Un Ademán

Un Ademán

 

Flotar con el alma cuando sueño, me ayuda a no desesperar cuando despierto. Con las primeras horas del día transito el inefable dolor de cintura, la jalea real y las dispares noticias de un mundo vertiginoso, las asumo como algunas de las cosas que me hacen sentir vivo. A poco de vestirme busco una manera práctica de situarme en la realidad con bajo margen de conflicto. 

Suspiro con atinada suavidad y entonces la búsqueda se transforma en movimiento, saco la bolsa de basura y aprovecho para hablar con los perros de la cuadra que acuden a mi llamado más para olfatear la bolsa que para saludarme, pero aun así con ellos hago catarsis desde que Sultán un día partió hacia su Olimpo y ahora seguro anda corriendo entre la caballería de Atila.

También hablo con el barrendero del Municipio que, a la misma hora de siempre, mientras mueve sus elementos de trabajo con singular destreza me saluda con letanías de salmos y frases mundanas a los que respondo con algunas palabras en guaraní que me enseñó mi abuela Gerónima cuya traducción excede alegremente el doble sentido. 

Durante el desayuno la búsqueda me lleva a construir recuerdos. Cuando me fui a Buenos Aires a estudiar después de mi egreso de la Escuela secundaria las distancias se paliaban con cartas -enviadas y recibidas- los seres queridos y los amigos que quedaron en la Patria chica fueron los que ayudaron a sumar hojas de papel escritas a mano en una caja de zapatos. 
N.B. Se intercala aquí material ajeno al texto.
use crate::shared::icons::icon;
use leptos::ev;
use leptos::prelude::*;

/// Модальное окно: закрывается по Escape, клику по подложке и кнопке ×.
///
/// Пока `closable` ложно (например, идёт сохранение), окно не закрывается.
#[component]
pub fn Modal(
    #[prop(into)] title: Signal<String>,
    on_close: Callback<()>,
    #[prop(optional, into)] closable: Option<Signal<bool>>,
    /// Кнопки в подвале окна
    #[prop(optional, into)]
    footer: Option<ViewFn>,
    children: Children,
) -> impl IntoView {
    let request_close = move || {
        let can_close = closable.map(|c| c.get_untracked()).unwrap_or(true);
        if can_close {
            on_close.run(());
        }
    };

    let escape = window_event_listener(ev::keydown, move |ev: ev::KeyboardEvent| {
        if ev.key() == "Escape" {
            request_close();
        }
    });
    on_cleanup(move || escape.remove());

    let stop_propagation = move |ev: ev::MouseEvent| {
        ev.stop_propagation();
    };

    view! {
        <div class="modal-overlay" on:click=move |_| request_close()>
            <div class="modal" on:click=stop_propagation>
                <div class="modal-header">
                    <h2 class="modal-title">{move || title.get()}</h2>
                    <button class="button button--icon modal__close" on:click=move |_| request_close()>
                        {icon("x")}
                    </button>
                </div>
                <div class="modal-body">
                    {children()}
                </div>
                {footer.map(|f| view! { <div class="modal-footer">{f.run()}</div> })}
            </div>
        </div>
    }
}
Las que recibía de mis padres y de mi abuela respondían al relato de sus rutinas y de su interés por que me vaya bien en mis estudios. En realidad, yo esperaba con mucha ansiedad las respuestas de mis amigos que descubrían el mundo universitario, me contaban sus ideas revolucionarias mezcladas con detalles de sus escarceos con la belleza femenina y la música lenta.  
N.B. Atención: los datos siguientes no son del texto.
impl ListViewController {
    pub fn new(config: ListViewConfig, capability: Capability) -> Self {
        let state = ViewState::new(&config);
        Self {
            config,
            capability,
            state,
            form: FormController::new(),
        }
    }

    pub fn config(&self) -> &ListViewConfig {
        &self.config
    }

    pub fn state(&self) -> &ViewState {
        &self.state
    }

    pub fn capability(&self) -> &Capability {
        &self.capability
    }

    /// Заменить права (например, после повторного входа)
    pub fn set_capability(&mut self, capability: Capability) {
        self.capability = capability;
    }

    pub fn actions(&self) -> AllowedActions {
        AllowedActions::resolve(&self.config, &self.capability)
    }

    fn ensure_allowed(&self, action: Action) -> Result<(), ListViewError> {
        if self.actions().allows(action) {
            Ok(())
        } else {
            Err(ListViewError::Forbidden(action))
        }
    }

    // ------------------------------------------------------------------
    // Вывод
    // ------------------------------------------------------------------

    /// Фильтр → сортировка → страница. Номер страницы в модели уже приведён
    /// к допустимому диапазону.
    pub fn view(&self, records: &[Record]) -> ListViewModel {
        let mut filtered = filter::filter_records(
            records,
            &self.state.search_term,
            &self.state.active_filters,
            &self.config.searchable_fields,
        );
        sort_records(&mut filtered, &self.state.sort_key, self.state.sort_direction);

        let total_pages = super::paginate::total_pages(filtered.len(), self.state.page_size);
        let current_page = clamp_page(self.state.current_page, total_pages);
        let page = paginate(&filtered, current_page, self.state.page_size);

        let filter_options = self
            .config
            .filterable_fields
            .iter()
            .map(|field| (field.clone(), filter::filter_options(records, field)))
            .collect();

        ListViewModel {
            rows: page.items.iter().map(|r| (*r).clone()).collect(),
            total_count: records.len(),
            filtered_count: filtered.len(),
            current_page,
            total_pages: page.total_pages,
            filter_options,
            actions: self.actions(),
            sort_key: self.state.sort_key.clone(),
            sort_direction: self.state.sort_direction,
        }
    }

    /// Как [`view`](Self::view), но дополнительно сохраняет приведённый номер
    /// страницы в состоянии, чтобы не остаться на пустой странице.
    pub fn sync(&mut self, records: &[Record]) -> ListViewModel {
        let model = self.view(records);
        if model.current_page != self.state.current_page {
            log::debug!(
                "current page clamped: {} -> {}",
                self.state.current_page,
                model.current_page
            );
            self.state.current_page = model.current_page;
        }
        model
    }

    // ------------------------------------------------------------------
    // Поиск, фильтры, сортировка, страницы
    // ------------------------------------------------------------------

    pub fn set_search_term(&mut self, term: &str) {
        if self.state.search_term != term {
            self.state.search_term = term.to_string();
            self.state.current_page = 1;
        }
    }

    pub fn set_filter(
        &mut self,
        field: &str,
        selection: FilterSelection,
    ) -> Result<(), ListViewError> {
        if !self.config.filterable_fields.iter().any(|f| f == field) {
            return Err(ListViewError::UnknownField(field.to_string()));
        }
        self.state.active_filters.insert(field.to_string(), selection);
        self.state.current_page = 1;
        Ok(())
    }

    /// Сбросить поиск и все фильтры
    pub fn clear_filters(&mut self) {
        self.state.search_term.clear();
        for selection in self.state.active_filters.values_mut() {
            *selection = FilterSelection::All;
        }
        self.state.current_page = 1;
    }

    /// Количество активных условий (поиск считается одним условием)
    pub fn active_filter_count(&self) -> usize {
        let filters = self
            .state
            .active_filters
            .values()
            .filter(|s| !s.is_all())
            .count();
        let search = usize::from(!self.state.search_term.trim().is_empty());
        filters + search
    }

    /// Клик по заголовку колонки. Несортируемые колонки игнорируются.
    pub fn toggle_sort(&mut self, field: &str) -> bool {
        if !self.config.is_sortable(field) {
            return false;
        }
        if self.state.sort_key == field {
            self.state.sort_direction = self.state.sort_direction.toggled();
        } else {
            self.state.sort_key = field.to_string();
            self.state.sort_direction = SortDirection::Ascending;
        }
        self.state.current_page = 1;
        log::debug!(
            "sort changed: {} {:?}",
            self.state.sort_key,
            self.state.sort_direction
        );
        true
    }

    /// Перейти на страницу; приведение к диапазону выполняет `sync`
    pub fn go_to_page(&mut self, page: usize) {
        self.state.current_page = page.max(1);
    }

    pub fn set_page_size(&mut self, page_size: usize) -> Result<(), ListViewError> {
        let size = NonZeroUsize::new(page_size).ok_or(ListViewError::InvalidPageSize)?;
        self.state.page_size = size;
        self.state.current_page = 1;
        Ok(())
    }

    // ------------------------------------------------------------------
    // Форма
    // ------------------------------------------------------------------

    pub fn form(&self) -> Option<&OpenForm> {
        self.form.form()
    }

    pub fn form_phase(&self) -> FormPhase {
        self.form.phase()
    }

    /// Пока открыта форма или запрошено удаление, новые диалоги не открываются
    pub fn is_dialog_open(&self) -> bool {
        self.form.is_open() || self.state.pending_delete_id.is_some()
    }

    pub fn open_add(&mut self) -> Result<(), ListViewError> {
        self.ensure_allowed(Action::Add)?;
        if self.state.pending_delete_id.is_some() {
            return Err(ListViewError::DialogAlreadyOpen);
        }
        self.form.open_add()
    }

    pub fn open_edit(&mut self, record: &Record) -> Result<(), ListViewError> {
        self.ensure_allowed(Action::Edit)?;
        if self.state.pending_delete_id.is_some() {
            return Err(ListViewError::DialogAlreadyOpen);
        }
        self.form.open_edit(record, &self.config)
    }

    pub fn set_field(
        &mut self,
        field: &str,
        value: Option<FieldValue>,
    ) -> Result<(), ListViewError> {
        self.form.set_field(field, value)
    }

    /// Значение из `<input>`: разбирается по типу колонки
    pub fn set_input(&mut self, field: &str, raw: &str) -> Result<(), ListViewError> {
        let column = self
            .config
            .find_column(field)
            .ok_or_else(|| ListViewError::UnknownField(field.to_string()))?;
        let value = column.kind.parse_input(raw);
        self.form.set_field(field, value)
    }

    pub fn cancel_form(&mut self) -> Result<(), ListViewError> {
        self.form.cancel()
    }

    pub fn begin_submit(&mut self) -> Result<SubmitRequest, ListViewError> {
        self.form.begin_submit(&self.config)
    }

    pub fn complete_submit(&mut self, result: Result<(), String>) -> Result<(), ListViewError> {
        self.form.complete_submit(result)
    }

    /// Полный цикл сохранения через callbacks.
    ///
    /// Шаги те же, что у списка в браузере, где между ними контроллер
    /// отпускается: `begin_submit`, [`SubmitRequest::dispatch`], `complete_submit`.
    pub async fn submit<C: ListCallbacks + ?Sized>(
        &mut self,
        callbacks: &C,
    ) -> Result<(), ListViewError> {
        let result = self.begin_submit()?.dispatch(callbacks).await;
        self.complete_submit(result)
    }

    // ------------------------------------------------------------------
    // Удаление
    // ------------------------------------------------------------------

    /// Запросить подтверждение удаления
    pub fn request_delete(&mut self, id: &str) -> Result<(), ListViewError> {
        self.ensure_allowed(Action::Delete)?;
        if self.is_dialog_open() {
            return Err(ListViewError::DialogAlreadyOpen);
        }
        log::debug!("delete requested: {}", id);
        self.state.pending_delete_id = Some(id.to_string());
        Ok(())
    }

    pub fn cancel_delete(&mut self) {
        self.state.pending_delete_id = None;
    }

    /// Подтверждение: id забирается из состояния независимо от исхода удаления.
    /// Строку локально не убираем: список обновит источник данных.
    pub fn confirm_delete(&mut self) -> Option<String> {
        let id = self.state.pending_delete_id.take();
        if let Some(id) = &id {
            log::debug!("delete confirmed: {}", id);
        }
        id
    }

    /// Подтвердить удаление и вызвать `on_delete` через [`delete_record`].
    /// Ошибку сообщает вызывающий код (уведомление), состояние уже очищено.
    pub async fn confirm_delete_with<C: ListCallbacks + ?Sized>(
        &mut self,
        callbacks: &C,
    ) -> Result<(), ListViewError> {
        let Some(id) = self.confirm_delete() else {
            return Ok(());
        };
        delete_record(callbacks, &id).await
    }
}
Recuerdo que “Mi dulce Señor” sonaba en el amanecer de la década de los años setenta, a la hora de la siesta, cuando los estudiantes de quinto año nos reuníamos en una casa con espacio suficiente para escuchar música y departir mediante el rito de “que las chicas lleven algo sólido y los vagos algo para beber”. De a poco la Tierra giraba, las manos se juntaban para bailar juntos, se hablaba de cualquier cosa hasta que el sol en el horizonte ponía fin a la tertulia. Al menos eso parecía, había que seguir remando, como se dice ahora.  

 

Cuando termino de desayunar, guardo las misivas y salgo a caminar por la costanera es allí donde las voces del pasado se convocan cuando hago un pequeño ademán. No tiene mucho sentido si lo analizo racionalmente. Mientras camino a veces murmuro una frase surgida entre sueños, festejo los ochenta de Mario, recito una poesía que una vez escribí. Pienso en Silvia mi amiga bibliotecaria que se fue en pandemia, se cansó. Ana mi otra amiga de la biblioteca no pudo llorar, yo tampoco pude. A esta edad el llanto deja de ser agua para transformarse en un cirio que encendido atraviesa el altar del silencio.
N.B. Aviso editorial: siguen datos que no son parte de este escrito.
/// Универсальный список.
///
/// Коллекция `records` принадлежит вызывающему коду; после успешного сохранения
/// или удаления список вызывает `on_refresh` и ждёт новую коллекцию.
#[component]
pub fn ListView<C>(
    #[prop(into)] title: String,
    config: ListViewConfig,
    #[prop(into)] records: Signal<Vec<Record>>,
    #[prop(into)] loading: Signal<bool>,
    #[prop(into)] load_error: Signal<Option<String>>,
    on_refresh: Callback<()>,
    callbacks: C,
) -> impl IntoView
where
    C: ListCallbacks + Clone + Send + Sync + 'static,
{
    let capability = use_capability();

    let columns = config.columns.clone();
    let form_columns: Vec<_> = config.form_columns().cloned().collect();
    let required_fields: Vec<String> = config
        .required_fields()
        .into_iter()
        .map(str::to_string)
        .collect();
    let searchable_fields = config.searchable_fields.clone();
    let filter_fields: Vec<(String, String)> = config
        .filterable_fields
        .iter()
        .map(|field| {
            let label = config
                .find_column(field)
                .map(|c| c.label.clone())
                .unwrap_or_else(|| field.clone());
            (field.clone(), label)
        })
        .collect();
    let page_size_options = config.page_size_options.clone();

    let controller = RwSignal::new(ListViewController::new(
        config,
        capability.get_untracked(),
    ));

    Effect::new(move |_| {
        let capability = capability.get();
        controller.update(|c| c.set_capability(capability));
    });

    let model = Memo::new(move |_| records.with(|items| controller.with(|c| c.view(items))));

    // Номер страницы, вышедший за границы после фильтрации или обновления, сохраняем приведённым
    Effect::new(move |_| {
        let page = model.with(|m| m.current_page);
        if controller.with_untracked(|c| c.state().current_page) != page {
            records.with_untracked(|items| {
                controller.update(|c| {
                    c.sync(items);
                })
            });
        }
    });

    let filters_expanded = RwSignal::new(false);
    let delete_error = RwSignal::new(None::<String>);

    let search_term = Signal::derive(move || controller.with(|c| c.state().search_term.clone()));
    let dialog_open = Signal::derive(move || controller.with(|c| c.is_dialog_open()));
    let active_filters_count = Signal::derive(move || controller.with(|c| c.active_filter_count()));

    let on_search = Callback::new(move |term: String| {
        controller.update(|c| c.set_search_term(&term));
    });

    let on_sort = Callback::new(move |field: String| {
        controller.update(|c| {
            c.toggle_sort(&field);
        });
    });

    let on_add = move || {
        controller.update(|c| {
            if let Err(e) = c.open_add() {
                log::warn!("add form not opened: {}", e);
            }
        });
    };

    let on_edit = Callback::new(move |record: Record| {
        controller.update(|c| {
            if let Err(e) = c.open_edit(&record) {
                log::warn!("edit form for {} not opened: {}", record.id(), e);
            }
        });
    });

    let on_request_delete = Callback::new(move |id: String| {
        controller.update(|c| {
            if let Err(e) = c.request_delete(&id) {
                log::warn!("delete of {} not requested: {}", id, e);
            }
        });
    });

    let on_cancel_form = Callback::new(move |_: ()| {
        controller.update(|c| {
            if let Err(e) = c.cancel_form() {
                log::debug!("form not cancelled: {}", e);
            }
        });
    });

    // Те же шаги, что `ListViewController::submit`, но контроллер в сигнале
    // не удерживается на время запроса
    let on_save = {
        let callbacks = callbacks.clone();
        Callback::new(move |_: ()| {
            let request = match controller.try_update(|c| c.begin_submit()) {
                Some(Ok(request)) => request,
                Some(Err(e)) => {
                    log::debug!("submit blocked: {}", e);
                    return;
                }
                None => return,
            };
            let callbacks = callbacks.clone();
            spawn_local(async move {
                let result = request.dispatch(&callbacks).await;
                let saved = result.is_ok();
                controller.update(|c| {
                    if let Err(e) = c.complete_submit(result) {
                        log::debug!("submit finished with error: {}", e);
                    }
                });
                if saved {
                    on_refresh.run(());
                }
            });
        })
    };

    let on_confirm_delete = Callback::new(move |_: ()| {
        let Some(id) = controller.try_update(|c| c.confirm_delete()).flatten() else {
            return;
        };
        let callbacks = callbacks.clone();
        spawn_local(async move {
            match delete_record(&callbacks, &id).await {
                Ok(()) => on_refresh.run(()),
                Err(e) => {
                    let shown = e.to_string();
                    delete_error.set(Some(shown.clone()));
                    Timeout::new(DELETE_ERROR_TIMEOUT_MS, move || {
                        delete_error.update(|e| {
                            if e.as_deref() == Some(shown.as_str()) {
                                *e = None;
                            }
                        });
                    })
                    .forget();
                }
            }
        });
    });

    let on_cancel_delete = Callback::new(move |_: ()| {
        controller.update(|c| c.cancel_delete());
    });

    let pagination = {
        let page_size_options = page_size_options.clone();
        move || {
            view! {
                <PaginationControls
                    current_page=Signal::derive(move || model.with(|m| m.current_page))
                    total_pages=Signal::derive(move || model.with(|m| m.total_pages))
                    total_count=Signal::derive(move || model.with(|m| m.filtered_count))
                    page_size=Signal::derive(move || {
                        controller.with(|c| c.state().page_size.get())
                    })
                    on_page_change=Callback::new(move |page: usize| {
                        controller.update(|c| c.go_to_page(page));
                    })
                    on_page_size_change=Callback::new(move |size: usize| {
                        controller.update(|c| {
                            if let Err(e) = c.set_page_size(size) {
                                log::warn!("page size {} rejected: {}", size, e);
                            }
                        });
                    })
                    page_size_options=page_size_options.clone()
                />
            }
        }
    };

    let filter_fields = StoredValue::new(filter_fields);
    let filter_content = move || {
        let selects = filter_fields
            .get_value()
            .into_iter()
            .map(|(field, label)| filter_select(field, label, controller, model))
            .collect_view();
        view! {
            <div class="filter-panel__fields">
                <SearchInput value=search_term on_change=on_search />
                {selects}
                <button
                    class="button button--secondary"
                    on:click=move |_| controller.update(|c| c.clear_filters())
                >
                    "Сбросить"
                </button>
            </div>
        }
    };

    let filter_tags = move || {
        let labels = filter_fields.get_value();
        let active: Vec<(String, String)> = controller.with(|c| {
            c.state()
                .active_filters
                .iter()
                .filter_map(|(field, selection)| match selection {
                    FilterSelection::Value(value) => Some((field.clone(), value.clone())),
                    FilterSelection::All => None,
                })
                .collect()
        });
        active
            .into_iter()
            .map(|(field, value)| {
                let label = labels
                    .iter()
                    .find(|(f, _)| *f == field)
                    .map(|(_, l)| l.clone())
                    .unwrap_or_else(|| field.clone());
                view! {
                    <FilterTag
                        label=format!("{}: {}", label, value)
                        on_remove=Callback::new(move |_| {
                            controller.update(|c| {
                                let _ = c.set_filter(&field, FilterSelection::All);
                            });
                        })
                    />
                }
            })
            .collect_view()
    };

    let form_title = {
        let title = title.clone();
        Signal::derive(move || {
            match controller.with(|c| c.form().map(|f| f.mode.clone())) {
                Some(FormMode::Edit { .. }) => format!("Редактирование: {}", title),
                _ => format!("Добавление: {}", title),
            }
        })
    };

    let pending_delete_name = move || {
        let id = controller.with(|c| c.state().pending_delete_id.clone())?;
        records.with(|items| {
            items
                .iter()
                .find(|r| r.id() == id)
                .map(|r| r.display("name"))
        })
    };

    let form_columns = StoredValue::new(form_columns);
    let required_fields = StoredValue::new(required_fields);

    view! {
        <div class="page">
            <div class="header">
                <div class="header__content">
                    <h1 class="header__title">{title}</h1>
                    <Show when=move || loading.get()>
                        <Spinner size=SpinnerSize::Tiny />
                    </Show>
                </div>
                <div class="header__actions">
                    <Show when=move || model.with(|m| m.actions.add)>
                        <Button
                            appearance=ButtonAppearance::Primary
                            on_click=move |_| on_add()
                            disabled=dialog_open
                        >
                            {icon("plus")}
                            "Добавить"
                        </Button>
                    </Show>
                    <Button
                        appearance=ButtonAppearance::Secondary
                        on_click=move |_| on_refresh.run(())
                        disabled=Signal::derive(move || loading.get())
                    >
                        {icon("refresh")}
                        "Обновить"
                    </Button>
                </div>
            </div>

            {move || load_error.get().map(|e| view! {
                <div class="warning-box warning-box--error">
                    <span class="warning-box__icon">{icon("alert")}</span>
                    <span class="warning-box__text">{format!("Ошибка загрузки: {}", e)}</span>
                </div>
            })}

            {move || delete_error.get().map(|e| view! {
                <div class="warning-box warning-box--error">
                    <span class="warning-box__icon">{icon("alert")}</span>
                    <span class="warning-box__text">{e}</span>
                    <button
                        class="button button--icon warning-box__close"
                        title="Закрыть"
                        on:click=move |_| delete_error.set(None)
                    >
                        {icon("x")}
                    </button>
                </div>
            })}

            <FilterPanel
                is_expanded=filters_expanded
                active_filters_count=active_filters_count
                pagination_controls=pagination
                filter_content=filter_content
                filter_tags=filter_tags
            />

            <ListTable
                columns=columns
                searchable_fields=searchable_fields
                model=model
                search_term=search_term
                dialog_open=dialog_open
                on_sort=on_sort
                on_edit=on_edit
                on_delete=on_request_delete
            />

            <Show when=move || controller.with(|c| c.form().is_some())>
                <FormDialog
                    controller=controller
                    columns=form_columns.get_value()
                    required_fields=required_fields.get_value()
                    title=form_title
                    on_save=on_save
                    on_cancel=on_cancel_form
                />
            </Show>

            <Show when=move || controller.with(|c| c.state().pending_delete_id.is_some())>
                <Modal
                    title="Удаление записи".to_string()
                    on_close=on_cancel_delete
                    footer=ViewFn::from(move || view! {
                        <Button
                            appearance=ButtonAppearance::Primary
                            on_click=move |_| on_confirm_delete.run(())
                        >
                            "Удалить"
                        </Button>
                        <Button
                            appearance=ButtonAppearance::Secondary
                            on_click=move |_| on_cancel_delete.run(())
                        >
                            "Отмена"
                        </Button>
                    })
                >
                    <p>
                        {move || match pending_delete_name() {
                            Some(name) if !name.is_empty() => format!("Удалить «{}»?", name),
                            _ => "Удалить запись?".to_string(),
                        }}
                    </p>
                </Modal>
            </Show>
        </div>
    }
}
En el ocaso me detengo en un recodo de aguas quietas, rosado de lapachos y cantos de aves. Miro el paisaje de canoas y de bancos de arena, luego regreso a casa a continuar con mis lecturas o con mis relecturas de lo que pude escribir cada vez que colgaba el alma al sol de la quietud, aquella que no admite el silencio del papel y que derrama luces y sombras para describir las vivencias que marcaron nuestra existencia. 

La más nítida es sin dudas el bello romance de papilas y pupilas, el dulce de leche, un cómplice de mis desobediencias terapéuticas, las aves que huelen la noche y se aquietan, la luna que presiente la oscuridad y acomoda el cielo a su altivez y el sueño donde flota el alma para no despertar desesperado por hacer un ademán cuando estoy en medio de la calle.